No doubt a disarray of clothes, equipment, and miscellaneous accouterments of Bielenberg, Hooban, Mitch Oxarart, (another highly trusted employee) and some of the other hands complemented the austere furnishings of the house. Family tradition has it that the place looked like a boar's nest, and that the mess immediately became the target of the new mistress of the manse. Kohrs admits as much in his autobiography, noting that "my wife had the German pride in taking care of her own household." [16] He added a description of her horror at the presence of a male cook in the house and insisted that he be dismissed. She would do the work herself. With the ranch workers to feed, eight cows being milked, coffee to be roasted soap and candles made, and "altogether too much work for one woman," the lady of the house, age nineteen, fresh from the east, and carrying the couple's first child, brought order and domesticity into the scene.

Bedbugs proved to be one of the initial problems. But applications of kerosene and boiling water sufficed to end that irritation at least.

The summer passed in a flurry of work as Mrs. Kohrs impressed her stamp on home and family. Late that summer Con and Augusta drove to Helena for the Territorial Fair. The Kohrs and Bielenberg enterprise exhibited cattle, sheep, and horses. John Bielenberg, showing a devotion to horse racing and race horses that he retained throughout his life, had a trotting horse — "Sorrel George" - at the fair as well. [17]

Following the fair the "old routine of hard work" was resumed. Then on the 18th of December our first baby was born. There was no woman help in the country, no nurse. Dr. Crippen and I were the nurses. The doctor knew nothing, neglected my wife and she suffered for months. [18]

They named the child, a daughter, Anna Catherine. [19]

For Conrad and Augusta Kruse Kohrs, and for life at the ranch, 1868 had been a significant year.

In his usual sparse prose, Conrad Kohrs noted in his autobiography that "there was little to mark the year 1869," and then proceeded to show that it was a vitally significant one for the Montana range cattle industry and Kohrs and Bielenberg.

Con started off the year purchasing a small ranch from Henry DeWitt for $150, specifically, the "ranch known as Alexander Pemberton Ranch on Tin Cup Joe Creek, adjoining Frank Mason's Ranch." [20] He needed more land, since the Deer Lodge Valley daily housed more cattle. Grass kept getting scarcer, and the Kohrs and Bielenberg herd was be coming "too large to winter in the valley without feeding."

Tom Hooban suggested moving part of the herd to the Sun River Valley, northeast of the Deer Lodge Valley and on the eastern slope of the mountains. So in the fall they sent about a thousand head of their best cattle to the grasslands south of the Sun River. The move marked a major thrust of the cattle business into the central and eastern plains of the State, and into Indian country; it was the initial entry of the first of the hundreds of thousands of cattle that would eventually cover the Montana plains — the last free-grass area in the Nation.

The stock that furnished beef to the mining camps remained in the Deer Lodge Valley.

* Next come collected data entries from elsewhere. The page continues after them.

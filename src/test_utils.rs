// Copyright 2026, Jeroen van Erp <jeroen@geeko.me>
// SPDX-License-Identifier: Apache-2.0

//! Test utilities for mocking Kubernetes API responses.

use http::{Request, Response};
use kube::client::Body;
use kube::Client;
use std::collections::{HashMap, VecDeque};
use std::sync::{Arc, Mutex};
use std::task::{Context, Poll};
use tower::Service;

type Key = (String, String);

/// A mock HTTP service that returns predefined responses based on request paths.
///
/// Each registered path holds a queue of responses; the last one repeats once
/// the queue is drained. Every request is counted by method and exact path.
#[derive(Clone)]
pub struct MockService {
    responses: Arc<Mutex<HashMap<Key, VecDeque<(u16, String)>>>>,
    requests: Arc<Mutex<HashMap<Key, usize>>>,
}

impl MockService {
    pub fn new() -> Self {
        Self {
            responses: Arc::new(Mutex::new(HashMap::new())),
            requests: Arc::new(Mutex::new(HashMap::new())),
        }
    }

    fn on(self, method: &str, path: &str, responses: Vec<(u16, String)>) -> Self {
        self.responses
            .lock()
            .unwrap()
            .insert((method.to_string(), path.to_string()), responses.into());
        self
    }

    /// Add a response for GET requests matching the path
    pub fn on_get(self, path: &str, status: u16, body: &str) -> Self {
        self.on("GET", path, vec![(status, body.to_string())])
    }

    /// Add responses served in order to successive GET requests
    pub fn on_get_sequence(self, path: &str, responses: Vec<(u16, String)>) -> Self {
        self.on("GET", path, responses)
    }

    /// Add a response for POST requests matching the path
    pub fn on_post(self, path: &str, status: u16, body: &str) -> Self {
        self.on("POST", path, vec![(status, body.to_string())])
    }

    /// Add a response for DELETE requests matching the path
    pub fn on_delete(self, path: &str, status: u16, body: &str) -> Self {
        self.on("DELETE", path, vec![(status, body.to_string())])
    }

    /// Number of requests received for the method and exact path
    pub fn request_count(&self, method: &str, path: &str) -> usize {
        self.requests
            .lock()
            .unwrap()
            .get(&(method.to_string(), path.to_string()))
            .copied()
            .unwrap_or(0)
    }

    /// Build a kube Client from this mock service
    pub fn into_client(self) -> Client {
        Client::new(self, "default")
    }

    fn find_response(&self, method: &str, path: &str) -> Option<(u16, String)> {
        *self
            .requests
            .lock()
            .unwrap()
            .entry((method.to_string(), path.to_string()))
            .or_default() += 1;

        let mut responses = self.responses.lock().unwrap();

        // Try exact match first, then prefix match for paths like /api/v1/namespaces/foo
        let key = (method.to_string(), path.to_string());
        let key = if responses.contains_key(&key) {
            Some(key)
        } else {
            responses
                .keys()
                .find(|(m, p)| m == method && path.starts_with(p.as_str()))
                .cloned()
        }?;

        let queue = responses.get_mut(&key)?;
        if queue.len() > 1 {
            queue.pop_front()
        } else {
            queue.front().cloned()
        }
    }
}

impl Default for MockService {
    fn default() -> Self {
        Self::new()
    }
}

impl Service<Request<Body>> for MockService {
    type Response = Response<Body>;
    type Error = tower::BoxError;
    type Future = std::pin::Pin<
        Box<dyn std::future::Future<Output = Result<Self::Response, Self::Error>> + Send>,
    >;

    fn poll_ready(&mut self, _cx: &mut Context<'_>) -> Poll<Result<(), Self::Error>> {
        Poll::Ready(Ok(()))
    }

    fn call(&mut self, req: Request<Body>) -> Self::Future {
        let method = req.method().to_string();
        let path = req.uri().path().to_string();

        let response = self.find_response(&method, &path);

        Box::pin(async move {
            let (status, body) = response.unwrap_or_else(|| (404, not_found_json("", &path)));
            Ok(Response::builder()
                .status(status)
                .header("content-type", "application/json")
                .body(Body::from(body.into_bytes()))
                .unwrap())
        })
    }
}

/// Create a mock namespace JSON response
pub fn namespace_json(name: &str) -> String {
    namespace_with_labels_json(name, serde_json::json!({}))
}

pub fn namespace_with_labels_json(name: &str, labels: serde_json::Value) -> String {
    serde_json::json!({
        "apiVersion": "v1",
        "kind": "Namespace",
        "metadata": {
            "name": name,
            "uid": "test-uid",
            "labels": labels
        }
    })
    .to_string()
}

/// Create a 404 not found response
pub fn not_found_json(resource: &str, name: &str) -> String {
    serde_json::json!({
        "kind": "Status",
        "apiVersion": "v1",
        "status": "Failure",
        "message": format!("{} \"{}\" not found", resource, name),
        "reason": "NotFound",
        "code": 404
    })
    .to_string()
}

/// Create a 403 forbidden response
pub fn forbidden_json() -> String {
    serde_json::json!({
        "kind": "Status",
        "apiVersion": "v1",
        "status": "Failure",
        "message": "forbidden: User \"system:anonymous\" cannot access this resource",
        "reason": "Forbidden",
        "code": 403
    })
    .to_string()
}

fn conditions_json(conditions: &[(&str, &str)]) -> serde_json::Value {
    conditions
        .iter()
        .map(|(type_, status)| serde_json::json!({ "type": type_, "status": status }))
        .collect()
}

pub fn job_json(name: &str, namespace: &str, conditions: &[(&str, &str)]) -> String {
    serde_json::json!({
        "apiVersion": "batch/v1",
        "kind": "Job",
        "metadata": { "name": name, "namespace": namespace },
        "status": { "conditions": conditions_json(conditions) }
    })
    .to_string()
}

pub fn deployment_json(name: &str, namespace: &str, conditions: &[(&str, &str)]) -> String {
    serde_json::json!({
        "apiVersion": "apps/v1",
        "kind": "Deployment",
        "metadata": { "name": name, "namespace": namespace },
        "spec": {
            "selector": { "matchLabels": { "app": name } },
            "template": { "metadata": { "labels": { "app": name } } }
        },
        "status": { "conditions": conditions_json(conditions) }
    })
    .to_string()
}

pub fn crd_json(name: &str, established: bool) -> String {
    let (plural, group) = name.split_once('.').unwrap_or((name, "example.com"));
    serde_json::json!({
        "apiVersion": "apiextensions.k8s.io/v1",
        "kind": "CustomResourceDefinition",
        "metadata": { "name": name },
        "spec": {
            "group": group,
            "names": { "kind": "Thing", "plural": plural },
            "scope": "Namespaced",
            "versions": [{ "name": "v1", "served": true, "storage": true }]
        },
        "status": {
            "acceptedNames": { "kind": "Thing", "plural": plural },
            "storedVersions": ["v1"],
            "conditions": [{
                "type": "Established",
                "status": if established { "True" } else { "False" }
            }]
        }
    })
    .to_string()
}

pub fn secret_json(name: &str, namespace: &str) -> String {
    serde_json::json!({
        "apiVersion": "v1",
        "kind": "Secret",
        "metadata": { "name": name, "namespace": namespace },
        "type": "Opaque",
        "data": { "password": "c2VjcmV0MTIz" }
    })
    .to_string()
}

pub fn pod_list_json(namespace: &str, names: &[&str]) -> String {
    let items: Vec<serde_json::Value> = names
        .iter()
        .map(|name| {
            serde_json::json!({
                "apiVersion": "v1",
                "kind": "Pod",
                "metadata": { "name": name, "namespace": namespace }
            })
        })
        .collect();
    serde_json::json!({
        "apiVersion": "v1",
        "kind": "PodList",
        "metadata": { "resourceVersion": "1" },
        "items": items
    })
    .to_string()
}

/// A node fixture for platform detection
pub struct NodeFixture<'a> {
    pub name: &'a str,
    pub provider_id: Option<&'a str>,
    pub kubelet_version: &'a str,
    pub labels: &'a [(&'a str, &'a str)],
    pub addresses: &'a [(&'a str, &'a str)],
}

impl<'a> NodeFixture<'a> {
    pub fn named(name: &'a str) -> Self {
        Self {
            name,
            provider_id: None,
            kubelet_version: "v1.30.2",
            labels: &[],
            addresses: &[],
        }
    }
}

pub fn node_list_json(nodes: &[NodeFixture<'_>]) -> String {
    let items: Vec<serde_json::Value> = nodes
        .iter()
        .map(|node| {
            let labels: serde_json::Map<String, serde_json::Value> = node
                .labels
                .iter()
                .map(|(k, v)| (k.to_string(), serde_json::Value::from(*v)))
                .collect();
            let addresses: Vec<serde_json::Value> = node
                .addresses
                .iter()
                .map(|(type_, address)| serde_json::json!({ "type": type_, "address": address }))
                .collect();
            serde_json::json!({
                "apiVersion": "v1",
                "kind": "Node",
                "metadata": { "name": node.name, "labels": labels },
                "spec": { "providerID": node.provider_id },
                "status": {
                    "addresses": addresses,
                    "nodeInfo": {
                        "architecture": "amd64",
                        "bootID": "boot",
                        "containerRuntimeVersion": "containerd://1.7.0",
                        "kernelVersion": "6.1.0",
                        "kubeProxyVersion": node.kubelet_version,
                        "kubeletVersion": node.kubelet_version,
                        "machineID": "machine",
                        "operatingSystem": "linux",
                        "osImage": "Linux",
                        "systemUUID": "uuid"
                    }
                }
            })
        })
        .collect();
    serde_json::json!({
        "apiVersion": "v1",
        "kind": "NodeList",
        "metadata": { "resourceVersion": "1" },
        "items": items
    })
    .to_string()
}

pub fn version_json(git_version: &str) -> String {
    serde_json::json!({
        "major": "1",
        "minor": "30",
        "gitVersion": git_version,
        "gitCommit": "abc123",
        "gitTreeState": "clean",
        "buildDate": "2024-06-11T20:20:00Z",
        "goVersion": "go1.22.4",
        "compiler": "gc",
        "platform": "linux/amd64"
    })
    .to_string()
}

Mitch Oxarart supervised the delivery of animals to the various mining camps. Kohrs and Bielenberg continued "furnishing Blackfoot, Bear Gulch, Washington Gulch, Deer Lodge, Helena, and some at Virginia City and German Gulch and were doing well." [21]

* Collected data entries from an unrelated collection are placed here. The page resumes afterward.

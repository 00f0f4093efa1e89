// Copyright 2026, Jeroen van Erp <jeroen@geeko.me>
// SPDX-License-Identifier: Apache-2.0

//! Cluster client creation and kubeconfig utilities

use crate::config::Config;
use crate::error::{Error, Result};
use kube::config::{KubeConfigOptions, Kubeconfig};
use kube::{Client, Config as KConfig};
use tracing::{debug, instrument};

/// Create a Kubernetes client from the connection configuration.
///
/// An inline kubeconfig wins over the environment; otherwise the config is
/// inferred (in-cluster service account or `KUBECONFIG`).
#[instrument(skip(config), fields(context = ?config.context))]
pub async fn create_client(config: &Config) -> Result<Client> {
    let client_config = build_kube_config(config).await?;
    debug!("Connecting to {}", client_config.cluster_url);

    Client::try_from(client_config)
        .map_err(|e| Error::Kubeconfig(format!("Failed to create client: {}", e)))
}

async fn build_kube_config(config: &Config) -> Result<KConfig> {
    let options = KubeConfigOptions {
        context: config.context.clone(),
        ..Default::default()
    };

    match (&config.kubeconfig_data, &config.context) {
        (Some(data), _) => {
            let kubeconfig = parse_kubeconfig(data)?;
            KConfig::from_custom_kubeconfig(kubeconfig, &options)
                .await
                .map_err(|e| Error::Kubeconfig(format!("Failed to create config: {}", e)))
        }
        (None, Some(_)) => KConfig::from_kubeconfig(&options)
            .await
            .map_err(|e| Error::Kubeconfig(format!("Failed to load kubeconfig: {}", e))),
        (None, None) => KConfig::infer()
            .await
            .map_err(|e| Error::Kubeconfig(format!("Failed to infer config: {}", e))),
    }
}

/// Parse an inline kubeconfig document
fn parse_kubeconfig(data: &str) -> Result<Kubeconfig> {
    serde_yaml::from_str(data)
        .map_err(|e| Error::Kubeconfig(format!("Failed to parse kubeconfig: {}", e)))
}
// Copyright 2026, Jeroen van Erp <jeroen@geeko.me>
// SPDX-License-Identifier: Apache-2.0

use super::{Platform, PlatformStrategy};
use crate::error::Result;
use kube::Client;
use tracing::{debug, info, instrument};

/// Select the first strategy whose probe matches and load it.
///
/// Probes run in order and stop at the first match. Without a match the
/// `fallback` is loaded. Exactly one `load` happens; its error is returned.
#[instrument(skip_all)]
pub async fn detect_platform<S>(client: &Client, strategies: &[S], fallback: &S) -> Result<Platform>
where
    S: PlatformStrategy,
{
    let mut selected = None;
    for strategy in strategies {
        if strategy.detect(client).await {
            selected = Some(strategy);
            break;
        }
        debug!(platform = strategy.name(), "Platform probe did not match");
    }

    let strategy = selected.unwrap_or_else(|| {
        debug!(platform = fallback.name(), "No platform probe matched, using fallback");
        fallback
    });

    let platform = strategy.load(client).await?;
    info!("{}", platform.describe());
    Ok(platform)
}
// Copyright 2026, Jeroen van Erp <jeroen@geeko.me>
// SPDX-License-Identifier: Apache-2.0
use anyhow::{Context, Result};
use tracing::info;
use tracing_subscriber::EnvFilter;

use harbormaster::config::Config;
use harbormaster::get_cluster;

#[tokio::main]
async fn main() -> Result<()> {
    // Initialize tracing, RUST_LOG overrides the default level
    tracing_subscriber::fmt()
        .with_env_filter(EnvFilter::try_from_default_env().unwrap_or_else(|_| EnvFilter::new("info")))
        .init();

    info!("Starting Harbormaster");

    // Load configuration
    let config = Config::from_env()?;
    info!(
        "Configuration loaded: poll_interval={:?}, default_timeout={:?}",
        config.poll_interval, config.default_timeout
    );

    // Connect and detect the platform
    let cluster = get_cluster(&config)
        .await
        .context("Failed to connect to the Kubernetes cluster")?;

    let version = cluster
        .server_version()
        .await
        .context("Failed to read the API server version")?;
    info!("Kubernetes API server version {}", version);
    info!("{}", cluster.platform().describe());

    println!("{}", serde_json::to_string_pretty(cluster.platform())?);
    Ok(())
}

Augusta, caring for Anna, kept busy ministering to child and household. Yet that fall she managed to win a "1st Premium" at the Territorial Fair for a sofa cushion. The ranch sold three steers at the fair, ranging from two to four years old and grossing 5,480 pounds. The size of the animals from the Deer Lodge Valley attested to the quality of the Kohrs and Bielenberg herd, attributable to the rich grasses along the Deer Lodge River. [2]

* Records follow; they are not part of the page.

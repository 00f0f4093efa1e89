// Copyright 2026, Jeroen van Erp <jeroen@geeko.me>
// SPDX-License-Identifier: Apache-2.0

//! Bounded polling of a condition until it holds, fails or runs out of time.

use crate::error::{Error, Result};
use std::future::Future;
use std::time::Duration;
use tokio::time::{sleep, Instant};
use tokio_util::sync::CancellationToken;
use tracing::{debug, trace};

/// Interval and overall budget of a single poll.
///
/// A zero timeout evaluates the condition exactly once.
#[derive(Debug, Clone, Copy, PartialEq, Eq)]
pub struct PollSpec {
    pub interval: Duration,
    pub timeout: Duration,
}

impl PollSpec {
    pub fn new(interval: Duration, timeout: Duration) -> Self {
        Self { interval, timeout }
    }
}

/// Poll `condition` until it yields a value.
///
/// The condition runs immediately and then once per interval. It returns
/// `Ok(Some(value))` when satisfied, `Ok(None)` to keep waiting, or an error
/// that aborts the poll as-is. The last sleep is clamped to the remaining
/// budget, so the condition gets a final evaluation at the deadline before
/// [`Error::Timeout`] is returned. An evaluation still running at the deadline
/// is abandoned; each evaluation is allowed at least one interval, so the poll
/// ends no later than one interval past the timeout. Cancelling `cancel` ends the poll with
/// [`Error::Cancelled`].
pub async fn poll_until<T, F, Fut>(
    condition_name: &str,
    spec: PollSpec,
    cancel: &CancellationToken,
    mut condition: F,
) -> Result<T>
where
    F: FnMut() -> Fut,
    Fut: Future<Output = Result<Option<T>>>,
{
    if spec.interval.is_zero() {
        return Err(Error::InvalidPollSpec {
            condition: condition_name.to_string(),
            interval: spec.interval,
        });
    }

    let start = Instant::now();
    let mut attempts = 0u32;

    loop {
        attempts += 1;
        // An evaluation may run until the deadline, but always gets at least one interval.
        let budget = spec
            .timeout
            .saturating_sub(start.elapsed())
            .max(spec.interval);
        let outcome = tokio::select! {
            biased;
            _ = cancel.cancelled() => return Err(cancelled(condition_name)),
            outcome = condition() => outcome?,
            _ = sleep(budget) => {
                debug!(condition = %condition_name, attempts, "Condition evaluation overran the deadline");
                return Err(timed_out(condition_name, start.elapsed()));
            }
        };

        let elapsed = start.elapsed();
        if let Some(value) = outcome {
            debug!(
                condition = %condition_name,
                attempts,
                elapsed_ms = elapsed.as_millis() as u64,
                "Condition satisfied"
            );
            return Ok(value);
        }

        if elapsed >= spec.timeout {
            return Err(timed_out(condition_name, elapsed));
        }

        let pause = spec.interval.min(spec.timeout - elapsed);
        trace!(condition = %condition_name, attempts, "Condition not yet satisfied");

        tokio::select! {
            biased;
            _ = cancel.cancelled() => return Err(cancelled(condition_name)),
            _ = sleep(pause) => {}
        }
    }
}

/// Poll a boolean condition, see [`poll_until`].
pub async fn poll_immediate<F, Fut>(
    condition_name: &str,
    spec: PollSpec,
    cancel: &CancellationToken,
    mut condition: F,
) -> Result<()>
where
    F: FnMut() -> Fut,
    Fut: Future<Output = Result<bool>>,
{
    poll_until(condition_name, spec, cancel, || {
        let check = condition();
        async move { Ok(check.await?.then_some(())) }
    })
    .await
}

fn timed_out(condition_name: &str, waited: Duration) -> Error {
    Error::Timeout {
        condition: condition_name.to_string(),
        waited,
    }
}

fn cancelled(condition_name: &str) -> Error {
    Error::Cancelled {
        condition: condition_name.to_string(),
    }
}
// Copyright 2026, Jeroen van Erp <jeroen@geeko.me>
// SPDX-License-Identifier: Apache-2.0

//! Driving eventually-consistent cluster state to a wanted condition.

pub mod conditions;
pub mod poll;

pub use poll::{poll_immediate, poll_until, PollSpec};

The year closed with a rhetorical question in an advertisement in Deer Lodge's excellent newspaper The New Northwest. The ad asked "Can we get as good meats in Deer Lodge as anywhere in Montana Territory? Of Kohrs, we can, try him." Presumably the "Con and Bro." meat market—the brother at this meat market being Charles Bielenberg—benefited from such sparkling publicity. [23]

In 1869 Con Kohrs was nominated on an independent ticket to the post of one of three county commissioners. The independent slate carried, and Kohrs became a county commissioner for two years. Forty-five years later he recalled with pride his service as a county official:

When we went into office Deer Lodge scrip was sold for twenty-five cents on the dollar and at the end of our term of two years the script sold at seventy-five cents. There was a corresponding improvement in the other offices; there was less shooting scrapes and murders in the county and the change of officers did a great deal of good. [24]

Con Kohrs's entry into politics and government had been successful; and his actions as a county level officer were based on a practical need, as he saw it, to improve local government. That attitude would prevail in his service in State-wide organizations such as the Montana Stock-Growers Association and in the State Senate. His practicality and pragmatic approach to life and business seemed to remain as consistently strong in politics.

Con remained busy in his first year as a county commissioner. In early November he visited and inspected the county jail, announcing that escape from it was impossible if the jailer was present. Such are the duties of cattlemen who shoulder governmental burdens. [25]

The weather cooperated nicely as 1870 opened, Kohrs noting that "there was not a great deal of snow in the valley in 1870, and this was considered the third of the mild winters." [26] To Montana cattlemen, Kohrs and Bielenberg included, a mild winter boded well for a good herd of cattle in the spring.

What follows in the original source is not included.